The upper border of the flexor retinaculum corresponds to the distal (lower) transverse skin crease in front of the wrist and is continuous with the deep fascia of the forearm. The lower border is attached to the palmar aponeurosis.

The flexor retinaculum is continuous with the palmar carpal ligament, and deeper with the palmar aponeurosis. The ulnar artery and ulnar nerve, and the cutaneous branches of the median and ulnar nerves, pass on top of the flexor retinaculum. On the radial side of the retinaculum is the tendon of the flexor carpi radialis, which lies in the groove on the greater multangular between the attachments of the ligament to the bone.

The tendons of the palmaris longus and flexor carpi ulnaris are partly attached to the surface of the retinaculum; below, the short muscles of the thumb and little finger originate from the flexor retinaculum.

==Function==
The flexor retinaculum is the roof of the carpal tunnel, through which the median nerve and tendons of muscles which flex the hand pass.

==Clinical significance==
In carpal tunnel syndrome, one of the tendons or tissues in the carpal tunnel is inflamed, swollen, or fibrotic and puts pressure on the other structures in the tunnel, including the median nerve. Carpal tunnel syndrome is the most commonly reported nerve entrapment syndrome. It is often associated with repetitive motions of the wrist and fingers. It is because of this that pianists, meat cutters, and people with jobs involving extensive typing are at particularly high risk. The tough flexor retinaculum along with the rest of the carpal tunnel cannot expand, putting pressure on the median nerve running through the carpal tunnel with the flexor tendons of the wrist. This results in the symptoms of carpal tunnel syndrome.
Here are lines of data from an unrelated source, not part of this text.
//! ct-protocol: Wire vocabulary for ci-term terminal sessions
//!
//! A terminal session rides on a single WebSocket. Raw terminal bytes travel
//! as binary messages, control frames (resize, ping) travel as JSON text
//! messages, and the exec mode synthesizes command framing with sentinel
//! echoes. This crate holds the pieces of that protocol that do no I/O.

pub mod error;
pub mod exec;
pub mod message;

pub use error::ProtocolError;
pub use exec::{exec_payload, generate_marker, MarkerScanner, DISABLE_ECHO};
pub use message::{ControlFrame, TerminalSize};
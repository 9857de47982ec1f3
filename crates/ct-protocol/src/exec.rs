//! Sentinel framing for single-command execution
//!
//! The remote end is a bare shell stream with no notion of where one
//! command's output begins or ends. The client wraps the command in two
//! echoes of a marker and recovers the output by locating the echoed markers
//! in the incoming byte stream:
//!
//! ```text
//! echo <marker>; <command>; echo; echo <marker>; exit
//! ```
//!
//! A marker occurrence only counts when it sits on its own line (preceded by
//! a line start or followed by a line end). Occurrences inside the echoed
//! command line itself are followed by `;` and preceded by `echo `, so they
//! are skipped even when the remote shell still echoes input.

/// Command sent before the payload to stop the remote shell echoing input
pub const DISABLE_ECHO: &str = "stty -echo\n";

const MARKER_PREFIX: &str = "__CT_EXEC_";

/// Generate a marker that will not collide with ordinary output
pub fn generate_marker() -> String {
    format!("{}{:016x}__", MARKER_PREFIX, rand::random::<u64>())
}

/// Build the shell line that frames `command` between two marker echoes
pub fn exec_payload(marker: &str, command: &str) -> String {
    format!("echo {marker}; {command}; echo; echo {marker}; exit\n")
}

/// Accumulates the inbound stream and extracts the text between markers
///
/// Line endings are normalized (`\r\n` becomes `\n`) as bytes arrive, with a
/// trailing `\r` held back until the next chunk shows whether it starts a
/// `\r\n` pair. Extraction does not depend on how the stream was chunked.
#[derive(Debug)]
pub struct MarkerScanner {
    marker: Vec<u8>,
    buf: Vec<u8>,
    pending_cr: bool,
    /// Offset from which the next marker search starts
    scanned: usize,
    /// End offsets (exclusive) and start offsets of counted markers
    found: Vec<(usize, usize)>,
    eof: bool,
    complete: bool,
}

impl MarkerScanner {
    /// Create a scanner for the given marker
    pub fn new(marker: &str) -> Self {
        Self {
            marker: marker.as_bytes().to_vec(),
            buf: Vec::with_capacity(4096),
            pending_cr: false,
            scanned: 0,
            found: Vec::with_capacity(2),
            eof: false,
            complete: false,
        }
    }

    /// Number of bytes accumulated so far (after normalization)
    pub fn len(&self) -> usize {
        self.buf.len() + usize::from(self.pending_cr)
    }

    /// True when nothing has been accumulated
    pub fn is_empty(&self) -> bool {
        self.len() == 0
    }

    /// Whether both markers have been seen
    pub fn is_complete(&self) -> bool {
        self.complete
    }

    /// Feed a chunk of inbound bytes
    ///
    /// Returns the extracted output the first time both markers have been
    /// seen, and `None` otherwise.
    pub fn push(&mut self, chunk: &[u8]) -> Option<String> {
        if self.complete {
            return None;
        }

        for &byte in chunk {
            if self.pending_cr {
                self.pending_cr = false;
                if byte == b'\n' {
                    self.buf.push(b'\n');
                    continue;
                }
                self.buf.push(b'\r');
            }

            if byte == b'\r' {
                self.pending_cr = true;
            } else {
                self.buf.push(byte);
            }
        }

        self.scan()
    }

    /// Consume the scanner once the stream has ended
    ///
    /// Returns the complete output when both markers were seen, everything
    /// after the start marker when only one was seen, and an empty string
    /// when no marker arrived at all.
    pub fn finish(mut self) -> String {
        // A carriage return that ends the stream is a line end
        if self.pending_cr {
            self.pending_cr = false;
            self.buf.push(b'\n');
        }
        self.eof = true;

        if self.complete {
            return self.between_markers();
        }
        if let Some(output) = self.scan() {
            return output;
        }

        match self.found.first() {
            Some(&(_, start_end)) => trimmed(&self.buf[start_end..]),
            None => {
                if !self.buf.is_empty() {
                    tracing::warn!(
                        bytes = self.buf.len(),
                        "Stream ended before the start marker arrived"
                    );
                }
                String::new()
            }
        }
    }

    fn scan(&mut self) -> Option<String> {
        let marker_len = self.marker.len();
        if marker_len == 0 || self.complete {
            return None;
        }

        while self.found.len() < 2 {
            let Some(rel) = find(&self.buf[self.scanned..], &self.marker) else {
                // Keep enough tail to match a marker split across chunks
                let tail = self.buf.len().saturating_sub(marker_len - 1);
                self.scanned = self.scanned.max(tail);
                return None;
            };

            let start = self.scanned + rel;
            let end = start + marker_len;
            let at_line_start = start == 0 || self.buf[start - 1] == b'\n';

            if !at_line_start {
                match self.buf.get(end) {
                    None if self.eof => {}
                    None => {
                        // Next byte decides whether this occurrence counts
                        self.scanned = start;
                        return None;
                    }
                    Some(b'\n') => {}
                    Some(_) => {
                        self.scanned = start + 1;
                        continue;
                    }
                }
            }

            self.found.push((start, end));
            self.scanned = end;
        }

        self.complete = true;
        Some(self.between_markers())
    }

    fn between_markers(&self) -> String {
        let (_, first_end) = self.found[0];
        let (second_start, _) = self.found[1];
        trimmed(&self.buf[first_end..second_start])
    }
}

fn trimmed(bytes: &[u8]) -> String {
    String::from_utf8_lossy(bytes).trim().to_string()
}

fn find(haystack: &[u8], needle: &[u8]) -> Option<usize> {
    if needle.len() > haystack.len() {
        return None;
    }
    haystack
        .windows(needle.len())
        .position(|window| window == needle)
}
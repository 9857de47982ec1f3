//! Shared helpers for ct-session integration tests

#![allow(dead_code)]

use std::io;
use std::pin::Pin;
use std::sync::atomic::{AtomicUsize, Ordering};
use std::sync::{Arc, Mutex};
use std::task::{Context, Poll};
use std::time::Duration;

use futures::{SinkExt, StreamExt};
use tokio::io::{AsyncRead, AsyncWrite, DuplexStream, ReadBuf};
use tokio_tungstenite::tungstenite::protocol::frame::coding::CloseCode;
use tokio_tungstenite::tungstenite::protocol::{CloseFrame, Role};
use tokio_tungstenite::tungstenite::Message;
use tokio_tungstenite::WebSocketStream;

use ct_session::{Connection, RawTerminal};

pub type ServerSocket = WebSocketStream<DuplexStream>;

pub const WRITE_TIMEOUT: Duration = Duration::from_secs(2);

/// A connected client/server WebSocket pair over an in-memory pipe
pub async fn connection_pair() -> (Arc<Connection>, ServerSocket) {
    let (client_io, server_io) = tokio::io::duplex(64 * 1024);
    let client = WebSocketStream::from_raw_socket(client_io, Role::Client, None).await;
    let server = WebSocketStream::from_raw_socket(server_io, Role::Server, None).await;
    (
        Arc::new(Connection::from_socket(client, WRITE_TIMEOUT)),
        server,
    )
}

/// Next data frame from the client, skipping close and ping frames
pub async fn next_frame(server: &mut ServerSocket) -> Option<Message> {
    while let Some(msg) = server.next().await {
        match msg {
            Ok(msg @ (Message::Binary(_) | Message::Text(_))) => return Some(msg),
            Ok(_) => continue,
            Err(_) => return None,
        }
    }
    None
}

/// Close the server side with the given code
pub async fn close_with(server: &mut ServerSocket, code: CloseCode, reason: &'static str) {
    let _ = server
        .send(Message::Close(Some(CloseFrame {
            code,
            reason: reason.into(),
        })))
        .await;
}

/// Keep reading from the server side until the client goes away
pub async fn drain(mut server: ServerSocket) {
    while let Some(Ok(_)) = server.next().await {}
}

/// Terminal double that counts mode switches
#[derive(Clone, Default)]
pub struct MockTerminal {
    pub enabled: Arc<AtomicUsize>,
    pub restored: Arc<AtomicUsize>,
    pub fail_enable: bool,
}

impl MockTerminal {
    pub fn enabled(&self) -> usize {
        self.enabled.load(Ordering::SeqCst)
    }

    pub fn restored(&self) -> usize {
        self.restored.load(Ordering::SeqCst)
    }
}

impl RawTerminal for MockTerminal {
    fn enable_raw(&mut self) -> io::Result<()> {
        if self.fail_enable {
            return Err(io::Error::new(io::ErrorKind::Unsupported, "not a tty"));
        }
        self.enabled.fetch_add(1, Ordering::SeqCst);
        Ok(())
    }

    fn restore(&mut self) -> io::Result<()> {
        self.restored.fetch_add(1, Ordering::SeqCst);
        Ok(())
    }
}

/// Output sink whose contents the test can inspect
#[derive(Clone, Default)]
pub struct SharedOutput(pub Arc<Mutex<Vec<u8>>>);

impl SharedOutput {
    pub fn contents(&self) -> String {
        String::from_utf8_lossy(&self.0.lock().unwrap()).into_owned()
    }
}

impl AsyncWrite for SharedOutput {
    fn poll_write(
        self: Pin<&mut Self>,
        _cx: &mut Context<'_>,
        buf: &[u8],
    ) -> Poll<io::Result<usize>> {
        self.0.lock().unwrap().extend_from_slice(buf);
        Poll::Ready(Ok(buf.len()))
    }

    fn poll_flush(self: Pin<&mut Self>, _cx: &mut Context<'_>) -> Poll<io::Result<()>> {
        Poll::Ready(Ok(()))
    }

    fn poll_shutdown(self: Pin<&mut Self>, _cx: &mut Context<'_>) -> Poll<io::Result<()>> {
        Poll::Ready(Ok(()))
    }
}

/// Input that fails on the first read
pub struct FailingInput;

impl AsyncRead for FailingInput {
    fn poll_read(
        self: Pin<&mut Self>,
        _cx: &mut Context<'_>,
        _buf: &mut ReadBuf<'_>,
    ) -> Poll<io::Result<()>> {
        Poll::Ready(Err(io::Error::new(io::ErrorKind::BrokenPipe, "stdin gone")))
    }
}

/// Minimal line-oriented shell: understands `echo`, `stty -echo` and `exit`
#[derive(Debug)]
pub struct FakeShell {
    echo: bool,
    line: Vec<u8>,
}

impl Default for FakeShell {
    fn default() -> Self {
        Self {
            echo: true,
            line: Vec::new(),
        }
    }
}

/// What the shell wants sent back after a chunk of input
#[derive(Debug, Default)]
pub struct ShellReply {
    pub output: Vec<u8>,
    pub exit: bool,
}

impl FakeShell {
    pub const PROMPT: &'static str = "$ ";

    pub fn feed(&mut self, data: &[u8]) -> ShellReply {
        let mut reply = ShellReply::default();
        for &byte in data {
            if byte != b'\n' {
                self.line.push(byte);
                continue;
            }
            let line = String::from_utf8_lossy(&std::mem::take(&mut self.line)).into_owned();
            if self.echo {
                reply.output.extend_from_slice(line.as_bytes());
                reply.output.extend_from_slice(b"\r\n");
            }
            for part in line.split(';').map(str::trim) {
                match part {
                    "stty -echo" => self.echo = false,
                    "exit" => {
                        reply.exit = true;
                        return reply;
                    }
                    "echo" => reply.output.extend_from_slice(b"\r\n"),
                    _ => {
                        if let Some(text) = part.strip_prefix("echo ") {
                            reply.output.extend_from_slice(text.as_bytes());
                            reply.output.extend_from_slice(b"\r\n");
                        }
                    }
                }
            }
            if !self.echo {
                continue;
            }
            reply.output.extend_from_slice(Self::PROMPT.as_bytes());
        }
        reply
    }
}

/// Serve a fake shell on `server`, sending output `chunk` bytes at a time
pub async fn serve_shell(mut server: ServerSocket, chunk: usize) {
    let mut shell = FakeShell::default();
    if server
        .send(Message::Binary(FakeShell::PROMPT.as_bytes().to_vec()))
        .await
        .is_err()
    {
        return;
    }

    while let Some(Message::Binary(data)) = next_frame(&mut server).await {
        let reply = shell.feed(&data);
        for piece in reply.output.chunks(chunk.max(1)) {
            if server.send(Message::Binary(piece.to_vec())).await.is_err() {
                return;
            }
        }
        if reply.exit {
            close_with(&mut server, CloseCode::Normal, "").await;
            drain(server).await;
            return;
        }
    }
}
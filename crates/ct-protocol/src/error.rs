//! Protocol error types

use thiserror::Error;

/// Errors that can occur while encoding or decoding control frames
#[derive(Error, Debug)]
pub enum ProtocolError {
    /// Control frame names a command outside the known set
    #[error("Unknown control command: {0}")]
    UnknownCommand(String),

    /// A required detail key is absent
    #[error("Control frame '{command}' is missing detail '{key}'")]
    MissingDetail { command: String, key: String },

    /// A detail value could not be parsed
    #[error("Control frame '{command}' has invalid detail '{key}': {value}")]
    InvalidDetail {
        command: String,
        key: String,
        value: String,
    },

    /// JSON error
    #[error("JSON error: {0}")]
    Json(#[from] serde_json::Error),
}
Symptoms of carpal tunnel syndrome include tingling sensations and muscle weakness in the palm and lateral side of the hand and palm. It is possible that the syndrome may extend and radiate up the nerve causing pain to the arm and shoulder.

Carpal tunnel syndrome may be treated surgically. This is usually done after all non-surgical methods of treatment have been exhausted. Non-surgical treatment methods include anti-inflammatory drugs. The wrist may be immobilized in order to prevent further use and inflammation. When surgery is needed, the flexor retinaculum is either completely severed or lengthened. Surgery to divide the flexor retinaculum is the most common procedure. The scar tissue will eventually fill the gap left by surgery. The intent is that this will lengthen the flexor retinaculum enough to accommodate inflamed or damaged tendons and reduce the effects of compression on the median nerve. In a 2004 double blind-study, researchers concluded that there was no perceivable benefit gained from lengthening the flexor retinaculum during surgery and so division of the ligament remains the preferred method of surgery.